Additionally, nitrous oxide irreversibly inactivates B12, which can result in increased homocysteine levels and decreased DNA synthesis. Studies and case reports of neurological complications from central and peripheral demyelination due to altered myelin formation, as well as bone marrow abnormalities, have been demonstrated for decades. Many of these results do not appear for days to weeks following anesthesia and are thus not often noted.5,6
Fascinatingly, almost all (75-95%) of nitrous oxide waste is caused by system leaks of centrally piped systems rather than its use during an anesthetic.7 Abandoning centrally piped systems, switching back to E cylinders on the anesthesia machine and turning the cylinders off between uses, would thereby dramatically reduce nitrous oxide waste. These interventions are easier to implement when the clinical use of nitrous oxide is low (for example, lower frequency of E cylinder replacements). Thus, the reduction in clinical use helps to drive the larger-impact intervention of abandoning central nitrous oxide delivery systems.

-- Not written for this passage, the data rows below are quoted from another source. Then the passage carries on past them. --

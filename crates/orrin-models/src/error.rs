use thiserror::Error;

/// Failure to parse a user-supplied category or status identifier
#[derive(Debug, Clone, Error, PartialEq, Eq)]
pub enum ParseError {
    #[error("unknown media category: {0:?} (expected films, shows, anime or documentaries)")]
    UnknownCategory(String),
    #[error("unknown watch status: {0:?} (expected Want to Watch, Currently Watching, Watched or Did Not Finish)")]
    UnknownStatus(String),
    #[error("unknown media type: {0:?}")]
    UnknownMediaType(String),
}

What are you doing in your practice? At the SPA meeting in San Francisco, lecture attendees answered the same poll question as the one in 2021: “During inhalation induction in a 4 y/o 18 kg healthy child (ASA-PS 1), what fresh gas flow combinations will you use?” Out of 109 responses, a majority chose an option without nitrous oxide (50 chose <4LPM, 16 >4LPM 100% O2), and 80% chose an option with <4LPM flow, regardless of if they would use nitrous oxide or not. I (MY) believe that most pediatric anesthesiologists still use nitrous oxide on induction and do not believe Dr. Gordon’s statement that it is unnecessary. What do you think?

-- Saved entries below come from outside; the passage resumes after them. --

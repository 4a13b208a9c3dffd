use orrin_models::{MediaCategory, MediaItem, StatusLabel};
use serde::{Deserialize, Serialize};

use crate::store::ListStore;

/// Profile statistics derived from the Watched buckets
#[derive(Debug, Clone, Default, Serialize, Deserialize, PartialEq, Eq)]
#[serde(rename_all = "camelCase")]
pub struct WatchStats {
    pub films: usize,
    pub shows: usize,
    pub anime: usize,
    pub documentaries: usize,
    pub episodes: u32,
    pub runtime_minutes: u32,
    /// Items currently being watched, all categories
    pub in_progress: usize,
}

/// Minutes in a runtime string such as "2h 10m", "95m" or "45m / ep".
/// Only the part before the first `/` counts. Absurd values saturate at `u32::MAX`.
pub fn parse_runtime_minutes(runtime: &str) -> u32 {
    let base = runtime.split('/').next().unwrap_or("").to_lowercase();
    let mut minutes = 0;
    let mut digits = String::new();

    for ch in base.chars() {
        if ch.is_ascii_digit() {
            digits.push(ch);
            continue;
        }
        if !digits.is_empty() {
            // Only overflow can fail here, the buffer holds ASCII digits
            let value: u32 = digits.parse().unwrap_or(u32::MAX);
            match ch {
                'h' => minutes = value.saturating_mul(60).saturating_add(minutes),
                'm' => minutes = value.saturating_add(minutes),
                _ => {}
            }
            if !ch.is_whitespace() {
                digits.clear();
            }
        }
    }
    minutes
}

/// Episodes an item contributes; episodic items count at least one
fn episode_count(item: &MediaItem) -> u32 {
    if item.media_type.is_episodic() {
        item.episodes.unwrap_or(1).max(1)
    } else {
        0
    }
}

fn item_runtime(item: &MediaItem) -> u32 {
    let per_unit = item.runtime.as_deref().map(parse_runtime_minutes).unwrap_or(0);
    if item.media_type.is_episodic() {
        per_unit.saturating_mul(episode_count(item))
    } else {
        per_unit
    }
}

impl WatchStats {
    pub fn from_store(store: &ListStore) -> Self {
        let mut stats = WatchStats::default();

        for category in MediaCategory::ALL {
            if let Some(watched) = store.bucket(category, StatusLabel::Watched) {
                match category {
                    MediaCategory::Films => stats.films = watched.count(),
                    MediaCategory::Shows => stats.shows = watched.count(),
                    MediaCategory::Anime => stats.anime = watched.count(),
                    MediaCategory::Documentaries => stats.documentaries = watched.count(),
                }
                for item in watched.items() {
                    stats.episodes = stats.episodes.saturating_add(episode_count(item));
                    stats.runtime_minutes = stats.runtime_minutes.saturating_add(item_runtime(item));
                }
            }

            stats.in_progress += store
                .bucket(category, StatusLabel::CurrentlyWatching)
                .map(|bucket| bucket.count())
                .unwrap_or(0);
        }

        stats
    }

    pub fn total_watched(&self) -> usize {
        self.films + self.shows + self.anime + self.documentaries
    }

    /// Watch time as "{hours}h {minutes}m"
    pub fn tv_time(&self) -> String {
        format!("{}h {}m", self.runtime_minutes / 60, self.runtime_minutes % 60)
    }
}

#[cfg(test)]
mod tests {
    use super::*;
    use orrin_models::MediaType;

    #[test]
    fn test_parse_runtime_minutes() {
        assert_eq!(parse_runtime_minutes("2h 10m"), 130);
        assert_eq!(parse_runtime_minutes("95m"), 95);
        assert_eq!(parse_runtime_minutes("1H"), 60);
        assert_eq!(parse_runtime_minutes("45m / ep"), 45);
        assert_eq!(parse_runtime_minutes("1 h 5 m"), 65);
        assert_eq!(parse_runtime_minutes("unknown"), 0);
        assert_eq!(parse_runtime_minutes(""), 0);
    }

    #[test]
    fn test_stats_from_watched_buckets() {
        let mut store = ListStore::new();
        let heat = MediaItem::new("m1", "Heat", MediaType::Film).with_runtime("2h 50m");
        let dark = MediaItem::new("s1", "Dark", MediaType::Show)
            .with_runtime("50m / ep")
            .with_episodes(26);
        let frieren = MediaItem::new("a1", "Frieren", MediaType::Anime).with_runtime("24m");
        let alien = MediaItem::new("m2", "Alien", MediaType::Film);

        store.move_to_status(MediaCategory::Films, StatusLabel::Watched, heat).unwrap();
        store.move_to_status(MediaCategory::Shows, StatusLabel::Watched, dark).unwrap();
        store.move_to_status(MediaCategory::Anime, StatusLabel::Watched, frieren).unwrap();
        store.move_to_status(MediaCategory::Films, StatusLabel::CurrentlyWatching, alien).unwrap();

        let stats = WatchStats::from_store(&store);
        assert_eq!(stats.films, 1);
        assert_eq!(stats.shows, 1);
        assert_eq!(stats.anime, 1);
        assert_eq!(stats.documentaries, 0);
        assert_eq!(stats.episodes, 27);
        assert_eq!(stats.runtime_minutes, 170 + 50 * 26 + 24);
        assert_eq!(stats.in_progress, 1);
        assert_eq!(stats.total_watched(), 3);
    }

    #[test]
    fn test_huge_runtimes_saturate() {
        assert_eq!(parse_runtime_minutes("99999999h"), u32::MAX);
        assert_eq!(parse_runtime_minutes("99999999999999999999m"), u32::MAX);
        assert_eq!(parse_runtime_minutes("4294967295m 1m"), u32::MAX);

        let mut store = ListStore::new();
        let endless = MediaItem::new("s1", "Endless", MediaType::Show)
            .with_runtime("99999h / ep")
            .with_episodes(u32::MAX);
        let film = MediaItem::new("m1", "Long", MediaType::Film).with_runtime("99999999h");
        store.move_to_status(MediaCategory::Shows, StatusLabel::Watched, endless).unwrap();
        store.move_to_status(MediaCategory::Films, StatusLabel::Watched, film).unwrap();

        let stats = WatchStats::from_store(&store);
        assert_eq!(stats.runtime_minutes, u32::MAX);
        assert_eq!(stats.episodes, u32::MAX);
        assert!(stats.tv_time().starts_with(&format!("{}h", u32::MAX / 60)));
    }

    #[test]
    fn test_tv_time_format() {
        let stats = WatchStats {
            runtime_minutes: 125,
            ..WatchStats::default()
        };
        assert_eq!(stats.tv_time(), "2h 5m");
        assert_eq!(WatchStats::default().tv_time(), "0h 0m");
    }
}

For those of you who have joined Project SPRUCE, tell us about your experience and how your staff is dealing with this change. Send your responses to Myron who will post in a Friday Reader Response.
References
1. Hansen EE, Chiem JL, Righter-Foss K, et al. Project SPRUCE: Saving Our Planet by Reducing Carbon Emissions, a Pediatric Anesthesia Sustainability Quality Improvement Initiative. Anesth Analg. Published online May 5, 2023. doi:10.1213/ANE.0000000000006421
2. Gordon DW, Chatterjee D, McGain F. It’s time to stop using nitrous oxide for pediatric mask induction. Paediatr Anaesth. Published online October 4, 2023. doi:10.1111/pan.14778
3. Surya Narayanasamy, Diane Gordon, Elizabeth Hansen, Tracy Wester, Audra Webber, RJ Ramamurthi, Christopher Edwards, James Bradley, Lauren Lobaugh, Katherine Keech, Sheri Jones Oguh, Rajeev Subramanyam, Shivani Patel, Vikram Patel, Neha Patel, Priti Dalal, Brad Taicher. Society for Pediatric Anesthesia Quality and Safety Poll Question; February 2022. SPA. Published March 29, 2021. Accessed September 11, 2023. https://pedsanesthesia.org/poll-of-the-month-archives/
4. Ravishankara AR, Daniel JS, Portmann RW. Nitrous oxide (N2O): the dominant ozone-depleting substance emitted in the 21st century. Science. 2009;326(5949):123-125.
5. Hadzic A, Glab K, Sanborn KV, Thys DM. Severe neurologic deficit after nitrous oxide anesthesia. Anesthesiology. 1995;83(4):863-866.
6. Campdesuner V, Teklie Y, Alkayali T, Pierce D, George J. Nitrous Oxide-Induced Vitamin B12 Deficiency Resulting in Myelopathy. Cureus. 2020;12(7):e9088.
7. Seglenieks R, Wong A, Pearson F, McGain F. Discrepancy between procurement and clinical use of nitrous oxide: waste not, want not. Br J Anaesth. 2022;128(1):e32-e34.